Les nouvelles méthodes des passeurs pour rançonner toujours plus les migrants
Ces trafiquants ont changé de tactique et d'échelle pour que leur business soit encore plus lucratif.
Les deux cargos laissés à la dérive fin 2014 et début 2015 au large de l'Italie, avec au total plus de 1 200 migrants à leur bord, montrent que les trafiquants ont changé de tactique. Aux canots de pêche et autres frêles embarcations, ils préfèrent désormais entasser plusieurs centaines de personnes dans des vieux navires destinés au fret ou au transport de bétail, qu'ils abandonnent en pleine mer pour échapper aux autorités, mettant la vie des passagers en péril.

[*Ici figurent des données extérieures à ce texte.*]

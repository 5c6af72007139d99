//! # locus-facade — Application Service Layer
//!
//! The surface the external transport (HTTP, OData, whatever fronts the
//! system) talks to. Everything below this crate works with validated,
//! strongly typed records; everything above it works with the loose
//! request DTOs defined here.
//!
//! ## Key Design Principles
//!
//! 1. **Exhaustive validation.** A write request is checked field by field
//!    and every failure is collected into one [`ValidationErrors`] response
//!    before anything touches the registry. Persistence-level failures
//!    (missing rows, version conflicts, hierarchy rejections) still
//!    short-circuit.
//! 2. **Provenance at the boundary.** Every mutating operation takes the
//!    acting [`UserId`] and stamps it through [`locus_core::AuditStamp`];
//!    callers never supply audit fields directly.
//! 3. **Scoped reads by default.** Queries run through the tenant
//!    visibility filter in `locus-access` and hide soft-deleted rows
//!    unless the caller explicitly widens the [`DeletionScope`].
//!
//! [`ValidationErrors`]: locus_core::ValidationErrors
//! [`UserId`]: locus_core::UserId
//! [`DeletionScope`]: locus_registry::DeletionScope

pub mod directory;
pub mod dto;
pub mod validation;

pub use directory::{Directory, FacadeError, TreeRow};
pub use dto::{
    DashboardDraft, DashboardOptionDraft, LocationDraft, LocationUpdate, LogEntryDraft, RawPoint,
    TenantDraft,
};
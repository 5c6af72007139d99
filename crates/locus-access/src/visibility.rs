//! # Visibility — Tenant-Scoped, De-Duplicated Reads
//!
//! Computes the subset of entities a user may see, based on tenant
//! membership. Every function composes conjunctively with the caller's
//! [`DeletionScope`]: a row must pass both the access filter and the
//! soft-delete filter to be returned.
//!
//! A user can reach the same entity through more than one membership path
//! (two tenants sharing an association to one location), so results are
//! de-duplicated by identity before being returned.
//!
//! Rules:
//! - A location or dashboard is visible iff the user is a member of its
//!   owning tenant.
//! - A dashboard option is visible iff its owning dashboard is.
//! - A log entry is visible iff its owning location is reachable through a
//!   tenant–offering–location association for a tenant the user belongs to.

use std::collections::HashSet;

use locus_core::{LocationId, UserId};
use locus_registry::{
    DashboardOptionRecord, DashboardRecord, DeletionScope, LocationRecord, LogEntryRecord,
    Registry,
};

use crate::membership::MembershipIndex;

/// Build the membership index from the registry's current tenant table.
///
/// Membership is always computed over active tenants: a deleted tenant's
/// grants are inert regardless of the read scope applied to the results.
fn membership(registry: &Registry) -> MembershipIndex {
    MembershipIndex::build(&registry.list_tenants(DeletionScope::ActiveOnly))
}

/// The locations the user may see: owning tenant membership, composed with
/// the deletion scope.
pub fn visible_locations(
    registry: &Registry,
    user: UserId,
    scope: DeletionScope,
) -> Vec<LocationRecord> {
    let index = membership(registry);
    let mut seen: HashSet<LocationId> = HashSet::new();
    registry
        .list_locations(scope)
        .into_iter()
        .filter(|l| index.is_member(user, l.tenant_id))
        .filter(|l| seen.insert(l.id))
        .collect()
}

/// The dashboards the user may see.
pub fn visible_dashboards(
    registry: &Registry,
    user: UserId,
    scope: DeletionScope,
) -> Vec<DashboardRecord> {
    let index = membership(registry);
    registry
        .list_dashboards(scope)
        .into_iter()
        .filter(|d| index.is_member(user, d.tenant_id))
        .collect()
}

/// The dashboard options the user may see: those whose owning dashboard is
/// itself visible under the same scope.
pub fn visible_dashboard_options(
    registry: &Registry,
    user: UserId,
    scope: DeletionScope,
) -> Vec<DashboardOptionRecord> {
    let visible: HashSet<_> = visible_dashboards(registry, user, scope)
        .into_iter()
        .map(|d| d.id)
        .collect();
    registry
        .list_dashboard_options(scope)
        .into_iter()
        .filter(|o| visible.contains(&o.dashboard_id))
        .collect()
}

/// The log entries the user may see: entries whose owning location is
/// reachable through an association row for one of the user's tenants.
///
/// The same location is frequently reachable through several memberships;
/// the reachable set collapses those paths so each entry is returned once.
pub fn visible_log_entries(
    registry: &Registry,
    user: UserId,
    scope: DeletionScope,
) -> Vec<LogEntryRecord> {
    let reachable = reachable_location_ids(registry, user, scope);
    registry
        .list_log_entries(scope)
        .into_iter()
        .filter(|e| reachable.contains(&e.location_id))
        .collect()
}

/// Location ids reachable for the user via tenant–offering–location
/// associations, de-duplicated across membership paths.
pub fn reachable_location_ids(
    registry: &Registry,
    user: UserId,
    scope: DeletionScope,
) -> HashSet<LocationId> {
    let index = membership(registry);
    let user_tenants = index.tenants_of(user);

    let mut reachable = HashSet::new();
    for association in registry.associations() {
        if !user_tenants.contains(&association.tenant_id) {
            continue;
        }
        if registry.get_location(association.location_id, scope).is_some() {
            reachable.insert(association.location_id);
        }
    }
    reachable
}
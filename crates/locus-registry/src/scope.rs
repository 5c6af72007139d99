//! # Deletion Scope — Per-Query Soft-Delete Predicate
//!
//! The soft-delete filter is a *value* passed with every read, never a
//! process-wide toggle. Two concurrent reads with different scopes cannot
//! observe each other's setting, because there is no shared setting to
//! observe.

use serde::{Deserialize, Serialize};

use crate::records::StoredRecord;

/// Which rows a read operation may see.
#[derive(Debug, Clone, Copy, PartialEq, Eq, Default, Serialize, Deserialize)]
#[serde(rename_all = "snake_case")]
pub enum DeletionScope {
    /// Default: logically deleted rows are invisible.
    #[default]
    ActiveOnly,
    /// Administrative recovery views: deleted rows included.
    IncludeDeleted,
}

impl DeletionScope {
    /// Whether a row with the given deletion flag is visible in this scope.
    pub fn admits(&self, is_deleted: bool) -> bool {
        match self {
            Self::ActiveOnly => !is_deleted,
            Self::IncludeDeleted => true,
        }
    }

    /// Whether the given record is visible in this scope.
    pub fn admits_record<R: StoredRecord>(&self, record: &R) -> bool {
        self.admits(record.is_deleted())
    }
}

#[cfg(test)]
mod tests {
    use super::*;

    #[test]
    fn test_default_scope_hides_deleted() {
        let scope = DeletionScope::default();
        assert_eq!(scope, DeletionScope::ActiveOnly);
        assert!(scope.admits(false));
        assert!(!scope.admits(true));
    }

    #[test]
    fn test_include_deleted_admits_everything() {
        let scope = DeletionScope::IncludeDeleted;
        assert!(scope.admits(false));
        assert!(scope.admits(true));
    }

    #[test]
    fn test_scopes_are_independent_values() {
        // Two scopes held at once do not interact.
        let a = DeletionScope::ActiveOnly;
        let b = DeletionScope::IncludeDeleted;
        assert!(!a.admits(true));
        assert!(b.admits(true));
        assert!(!a.admits(true));
    }
}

L'agence européenne Frontex (en anglais) estime qu'un convoi entre la Libye et l'Italie avec 450 migrants à bord rapporte environ un million d'euros aux passeurs, mais cette somme peut aussi tripler. Francetv info vous explique comment fonctionne cette économie illicite très lucrative, que l'Europe peine à endiguer.
Ils ciblent désormais les zones de conflit
Plus de 207 000 personnes ont entrepris la traversée de la Méditerranée en 2014, selon l'Agence des nations unies pour les réfugiés (UNHCR). Et pour la première fois, les migrants fuyant des pays en guerre ou des régimes dictatoriaux, comme la Syrie et l'Erythrée, sont majoritaires. Il s'agit de réfugiés de guerre, plus que de migrants économiques, que les pays voisins sont de plus en plus réticents à accueillir. "Les Syriens fuyant les bombes partent avec femmes et enfants. Issus des classes moyennes, ils disposent de ressources financières plus importantes que les autres migrants. [Ils peuvent être] médecins, ingénieurs, commerçants. (...) Les passeurs en profitent pour augmenter les tarifs", détaille Mediapart (article payant). La traversée de la Méditerranée peut ainsi s'élever à 6 000 euros par tête sur un cargo, d'après les estimations de Frontex.
Ils sont devenus des hommes d'affaires
S'il est parfaitement illégal, ce business repose néanmoins sur une stratégie économique digne d'une compagnie aérienne à bas coût : des "services" supplémentaires très chers. Un trafiquant tunisien arrêté en Sicile a détaillé au Daily Beast (en anglais) quelques-uns des "suppléments" proposés aux migrants, à des prix exorbitants. De l'eau et du thon en boîte atteignent 100 dollars, tandis que gilets de sauvetage et couvertures valent 200 dollars à bord de ces bateaux surchargés. Pour voyager sur le pont du cargo, "en première classe", comme l'appelle Karim El-Hamdi, c'est au moins 200 dollars de plus et 300 dollars pour un appel grâce au téléphone satellite. "Les Syriens achètent tout. Cela a poussé les trafiquants à proposer plus", explique-t-il.
Un autre passeur assure au Guardian (en anglais) : "Je ne suis pas un criminel, j’offre un service." C'est oublier notamment les violences subies par les passagers, dont certains racontent avoir été battus, quand d'autres évoquent des passagers poignardés et jetés par-dessus bord, rapporte Frontex.
Ils achètent des vieux cargos sur internet
L'âge des deux cargos à la dérive au large d'Italie, l'Ezadeen, immatriculé en Sierra Leone, et le Blue Sky M, battant pavillon moldave, était de plus de 40 ans. Outre les canots de pêche, les réseaux de trafiquants utilisent de plus en plus des cargos d'occasion ou des bateaux attendant la casse. Ils leur permettent de transporter plus de migrants bien sûr, mais surtout de tromper les garde-côtes qui patrouillent aux frontières maritimes. "Ces bateaux - parfois pourvus d'équipage russe - sont chers et difficiles à trouver, mais la demande est très élevée (....), évoque Antonio Saccone, responsable des études à Frontex. Cela montre à quel point ces filières sont devenues puissantes et sophistiquées."
Ces vieux bateaux sont vendus partout dans le monde, "ce qui est légal", affirme à l'AFP David Olsen, expert du journal maritime Lloyd's List. "Ils sont vendus sur des sites internet et même sur Ebay". Ces cargos valent "moins que le prix d'un appartement à Londres". En effet, sur plusieurs sites, francetv info a trouvé des listes de cargos à vendre : des navires de 80 mètres de long, pour moins d'un million de dollars, immatriculés à Panama, en Serbie, ou même en Norvège.